A paraeducator at Kittrell Elementary School called and asked if I could come over right away. Something was wrong with Beth. She had come in a little late and had parked her van across two parking spots in the parking lot. She said she was fine but was having problems finding her words and the staff was worried. I left right away and went directly to her school which is only about ten blocks away from my office.
When I arrived at Beth’s classroom Principal Green had Beth in a wheelchair and all of the children had been taken to another teacher’s classroom. Beth was arguing that she was just fine and objecting to all the fuss and bother about her. She did mention to me however that her right hand seemed tingly and soon she said her right leg felt heavy. The Waterloo Fire Department EMTs had been called and upon arrival they immediately assessed a possible stroke. They recommended that Beth be taken by ambulance to the Allen Memorial Hospital since the neurological services there were the best in town plus their emergency department was new and state of the art. Beth was placed on a gurney and while she was plenty scared she also knew she was in good hands and that I was right behind her. Before Beth was taken on the hospital gurney through the school the principal had announced to all teachers to keep all of the children in their classrooms until further notice. As Beth left the school there was not a sound in the hallways.
I followed the ambulance and arrived and at the hospital maybe ten minutes behind them. The Allen Hospital Emergency Department has rooms consisting of three walls with a curtain facing the hallway. As I tried to find Beth’s cubicle a nurse asked if I was there for Beth Kirk and then took me aside. I have dealt with a lot of healthcare providers in my 40 years as a lawyer and I immediately sensed that this nurse was in charge and in full stride. He advised that a CT had been given before Beth was even off of the ambulance gurney.

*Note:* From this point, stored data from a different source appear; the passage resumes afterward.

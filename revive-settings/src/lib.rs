//! revive-settings: layered, hot-reloadable input settings
//!
//! Settings are read from a host-provided key-value store, first from the
//! running application's section and then from the global section. Each
//! reload derives an immutable [`InputSettings`] snapshot, including the
//! per-hand controller offset transforms, and publishes it atomically so
//! per-frame readers never lock.
//!
//! | Module     | Purpose                                          |
//! |------------|--------------------------------------------------|
//! | `backend`  | Settings store interface and value types         |
//! | `section`  | Application/global section resolution            |
//! | `getter`   | Two-tier lookup with fallback to defaults        |
//! | `tunables` | Registry of recognised keys and their defaults   |
//! | `offsets`  | Per-hand controller offsets with mirroring       |
//! | `snapshot` | Snapshot history and lock-free publication       |
//! | `script`   | Input script path resolution                     |
//! | `options`  | Resolver constants, overridable from TOML        |

pub mod backend;
pub mod getter;
pub mod offsets;
pub mod options;
pub mod script;
pub mod section;
pub mod snapshot;
pub mod tunables;

pub use backend::{ConfigBackend, LookupError, SettingValue, Value};
pub use getter::{LayeredGetter, Origin, Resolved};
pub use glam::Vec3;
pub use offsets::{build_offsets, EulerAngles, HandOffsets, HandSide, Matrix34};
pub use options::{SettingsOptions, DEFAULT_OPTIONS_TOML};
pub use script::{FileProbe, KnownFolders, ScriptPathResolver, SystemFolders};
pub use section::{resolve_section, resolve_section_for, ApplicationIdentity, IdentityError, Section};
pub use snapshot::{GripMode, InputSettings, SettingsManager};
pub use tunables::{effective_values, EffectiveValue, Tunable, TunableEntry, REGISTRY};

The radiologist immediately diagnosed a massive bleed in the left hemisphere of Beth’s brain. No one knew if it was progressing or not. He said the condition was far beyond the “capability of this institution to handle” and for this reason an air ambulance had been called for transport to University of Iowa Hospitals and Clinics. They had already placed a call to UIHC and the on call neurosurgeon was then giving instructions to the Allen Hospitalist. The nurse advised I could see Beth in a minute as they were removing jewelry and giving her some sedation. He asked if I had any questions. Once in a great while there is nothing left to say and this was one of those times. I knew that the wheels had been set in motion and that I was simply along for the ride.

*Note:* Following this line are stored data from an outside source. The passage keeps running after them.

//! Logging infrastructure for revive
//!
//! Provides unified logging setup using the tracing ecosystem. The
//! settings core only emits events; the host process decides where they go.

use tracing_subscriber::{fmt, layer::SubscriberExt, util::SubscriberInitExt, EnvFilter};

use crate::{paths, Result, ReviveError};

/// Environment variable holding the log filter
pub const LOG_ENV: &str = "REVIVE_LOG";

/// Log output destination
#[derive(Debug, Clone, Copy, PartialEq, Eq)]
pub enum LogOutput {
    /// Log to stderr
    Stderr,
    /// Log to a file under the state directory (the host owns stderr)
    File,
}

/// Logging configuration
#[derive(Debug, Clone)]
pub struct LogConfig {
    /// Output destination
    pub output: LogOutput,
    /// Log level filter (e.g., "info", "revive_settings=debug")
    pub filter: String,
    /// Include file/line in logs
    pub file_line: bool,
    /// Optional custom log file name (defaults to "revive.log")
    pub file_name: Option<String>,
}

impl Default for LogConfig {
    fn default() -> Self {
        Self {
            output: LogOutput::Stderr,
            filter: "info".into(),
            file_line: false,
            file_name: None,
        }
    }
}

impl LogConfig {
    /// Create config for an embedding runtime (file logging)
    pub fn runtime() -> Self {
        Self {
            output: LogOutput::File,
            filter: std::env::var(LOG_ENV).unwrap_or_else(|_| "info".into()),
            file_line: true,
            file_name: None,
        }
    }

    /// Create config for development (verbose stderr)
    pub fn development() -> Self {
        Self {
            output: LogOutput::Stderr,
            filter: "debug".into(),
            file_line: true,
            file_name: None,
        }
    }
}

/// Initialize logging with default configuration
pub fn init_logging() -> Result<()> {
    init_logging_with_config(LogConfig::default())
}

/// Initialize logging with custom configuration
pub fn init_logging_with_config(config: LogConfig) -> Result<()> {
    let filter = EnvFilter::try_new(&config.filter)
        .map_err(|e| ReviveError::config(format!("Invalid log filter: {}", e)))?;

    let fmt_layer = fmt::layer()
        .with_target(true)
        .with_file(config.file_line)
        .with_line_number(config.file_line);

    match config.output {
        LogOutput::Stderr => {
            tracing_subscriber::registry()
                .with(filter)
                .with(fmt_layer.with_writer(std::io::stderr))
                .try_init()
                .map_err(|e| ReviveError::internal(format!("Failed to init logging: {}", e)))?;
        }
        LogOutput::File => {
            let log_dir = paths::log_dir();
            std::fs::create_dir_all(&log_dir).map_err(|e| ReviveError::FileWrite {
                path: log_dir.clone(),
                source: e,
            })?;

            let log_path = log_dir.join(config.file_name.as_deref().unwrap_or("revive.log"));
            let file = std::fs::OpenOptions::new()
                .create(true)
                .append(true)
                .open(&log_path)
                .map_err(|e| ReviveError::FileWrite {
                    path: log_path,
                    source: e,
                })?;

            tracing_subscriber::registry()
                .with(filter)
                .with(fmt_layer.with_writer(file).with_ansi(false))
                .try_init()
                .map_err(|e| ReviveError::internal(format!("Failed to init logging: {}", e)))?;
        }
    }

    Ok(())
}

I called my step daughter Brenna and she met me at the Allen ED. I called my step son Justin who called the family and went to be with Beth’s mother and other family members.We were with Beth for about fifteen minutes before the air ambulance crew arrived. Beth knew she was in trouble. Her speech was now very labored and her right side was almost completely paralyzed. Her eyes were wide open and she was scared. We could not take away that fear but tried to comfort her as best we could. She looked at me and said “what” and then repeated “what, what”. Her voice then trailed off. We told her that we suspected she was having a stroke and she was going to go to Iowa City for treatment. I can never forget the next words from her which were the last she was to speak for many weeks. . . “No! Fuck No! Fuck!” By this point the sedation was starting to take effect and the air ambulance crew arrived. They tried to speak with Beth but at this point she could not respond. Beth’s speech was lost within thirty minutes. The ambulance crew intubated her for the flight stating “it’s easier to do it here than in the air.” Hard to argue with that logic.

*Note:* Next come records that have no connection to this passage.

//! Two-tier key lookup
//!
//! A key is read from the application section first and from the global
//! section second; if neither has it the caller's default is returned.
//! The fallback is decided per key, so an application section may
//! override only some settings and inherit the rest.

use crate::backend::{ConfigBackend, SettingValue};
use crate::options::SettingsOptions;
use crate::section::Section;

/// Where a resolved value came from
#[derive(Debug, Clone, Copy, PartialEq, Eq)]
pub enum Origin {
    Application,
    Global,
    Default,
}

/// A looked-up value together with its origin
#[derive(Debug, Clone, PartialEq)]
pub struct Resolved<T> {
    pub value: T,
    pub origin: Origin,
}

/// Layered reader over a settings store
#[derive(Debug)]
pub struct LayeredGetter<B> {
    backend: B,
    section: Section,
    global: Section,
    max_string_len: usize,
}

impl<B: ConfigBackend> LayeredGetter<B> {
    pub fn new(backend: B, section: Section, options: &SettingsOptions) -> Self {
        Self {
            backend,
            section,
            global: Section::global(options),
            max_string_len: options.max_string_len,
        }
    }

    /// The application (home) section probed first
    pub fn section(&self) -> &Section {
        &self.section
    }

    pub fn global_section(&self) -> &Section {
        &self.global
    }

    pub fn backend(&self) -> &B {
        &self.backend
    }

    /// Read `key`, falling back to the global section and then `default`
    pub fn get<T: SettingValue>(&self, key: &str, default: T) -> T {
        self.lookup(key, default).value
    }

    /// Like [`get`](Self::get), also reporting which tier answered
    pub fn lookup<T: SettingValue>(&self, key: &str, default: T) -> Resolved<T> {
        let home_is_global = self.section == self.global;

        match T::fetch(&self.backend, self.section.as_str(), key, self.max_string_len) {
            Ok(value) => {
                let origin = if home_is_global {
                    Origin::Global
                } else {
                    Origin::Application
                };
                return Resolved { value, origin };
            }
            Err(e) => tracing::trace!(section = %self.section, key, "miss: {}", e),
        }

        if !home_is_global {
            match T::fetch(&self.backend, self.global.as_str(), key, self.max_string_len) {
                Ok(value) => {
                    return Resolved {
                        value,
                        origin: Origin::Global,
                    }
                }
                Err(e) => tracing::trace!(section = %self.global, key, "miss: {}", e),
            }
        }

        Resolved {
            value: default,
            origin: Origin::Default,
        }
    }
}
//! Section resolution
//!
//! Every lookup first consults the "home" section of the running
//! process. For a recognised application that is its application key;
//! otherwise it is the global section.

use std::fmt;

use crate::options::SettingsOptions;

/// A named configuration scope
#[derive(Debug, Clone, PartialEq, Eq, Hash)]
pub struct Section(String);

impl Section {
    pub fn new(name: impl Into<String>) -> Self {
        Self(name.into())
    }

    /// The global section named by `options`
    pub fn global(options: &SettingsOptions) -> Self {
        Self(options.global_section.clone())
    }

    pub fn as_str(&self) -> &str {
        &self.0
    }

    /// Application key of an application-scoped section
    ///
    /// Returns the part after `prefix`, or `None` if this section does not
    /// start with it.
    pub fn app_suffix(&self, prefix: &str) -> Option<&str> {
        self.0.strip_prefix(prefix)
    }
}

impl fmt::Display for Section {
    fn fmt(&self, f: &mut fmt::Formatter<'_>) -> fmt::Result {
        f.write_str(&self.0)
    }
}

impl AsRef<str> for Section {
    fn as_ref(&self) -> &str {
        &self.0
    }
}

/// Why the application identity could not be determined
#[derive(Debug, Clone, PartialEq, Eq, thiserror::Error)]
pub enum IdentityError {
    #[error("no application registered for process {pid}")]
    NoApplication { pid: u32 },

    #[error("application key is {len} bytes, limit is {max}")]
    KeyTooLong { len: usize, max: usize },

    #[error("identity service unavailable: {0}")]
    Unavailable(String),
}

/// Host service mapping a process to its application key
pub trait ApplicationIdentity {
    fn application_key(&self, process_id: u32) -> Result<String, IdentityError>;
}

impl<F> ApplicationIdentity for F
where
    F: Fn(u32) -> Result<String, IdentityError>,
{
    fn application_key(&self, process_id: u32) -> Result<String, IdentityError> {
        self(process_id)
    }
}

/// Resolve the home section for the current process
pub fn resolve_section<I>(identity: &I, options: &SettingsOptions) -> Section
where
    I: ApplicationIdentity + ?Sized,
{
    resolve_section_for(identity, std::process::id(), options)
}

/// Resolve the home section for `process_id`
///
/// Any identity failure degrades to the global section.
pub fn resolve_section_for<I>(identity: &I, process_id: u32, options: &SettingsOptions) -> Section
where
    I: ApplicationIdentity + ?Sized,
{
    let key = identity.application_key(process_id).and_then(|key| {
        if key.is_empty() {
            Err(IdentityError::NoApplication { pid: process_id })
        } else if key.len() > options.max_section_len {
            Err(IdentityError::KeyTooLong {
                len: key.len(),
                max: options.max_section_len,
            })
        } else {
            Ok(key)
        }
    });

    match key {
        Ok(key) => {
            tracing::debug!(section = %key, "Using application section");
            Section::new(key)
        }
        Err(e) => {
            tracing::info!(
                "Application identity unavailable ({}), using global section {:?}",
                e,
                options.global_section
            );
            Section::global(options)
        }
    }
}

The helicopter pad is across Dale Street from the Allen ED entrance. Beth was loaded as and we stood together and watched the helicopter take off for UIHC. Our trust was in the hands of those air ambulance personnel who would try to keep Beth alive for the next 25 minutes as well as the UIHC doctors who waited for her.
When I arrived at the neurosurgery floor the diagnosis had been made: intracerebral hemorrhage. Brenna had arrived before me and learned that the situation was very grave and that Beth would probably die within the next thirty minutes if an emergency surgery was not performed. Consent was given and the surgeons performed a left craniectomy with hematoma evacuation. We later learned that before the surgery the midline shift of Beth’s brain was 10 millimeters which was reduced to 4 millimeters after the surgery. The surgeons found no evidence of a bleeding site and no evidence of any clot formation. The mass removed was measured at 86x51 millimeters.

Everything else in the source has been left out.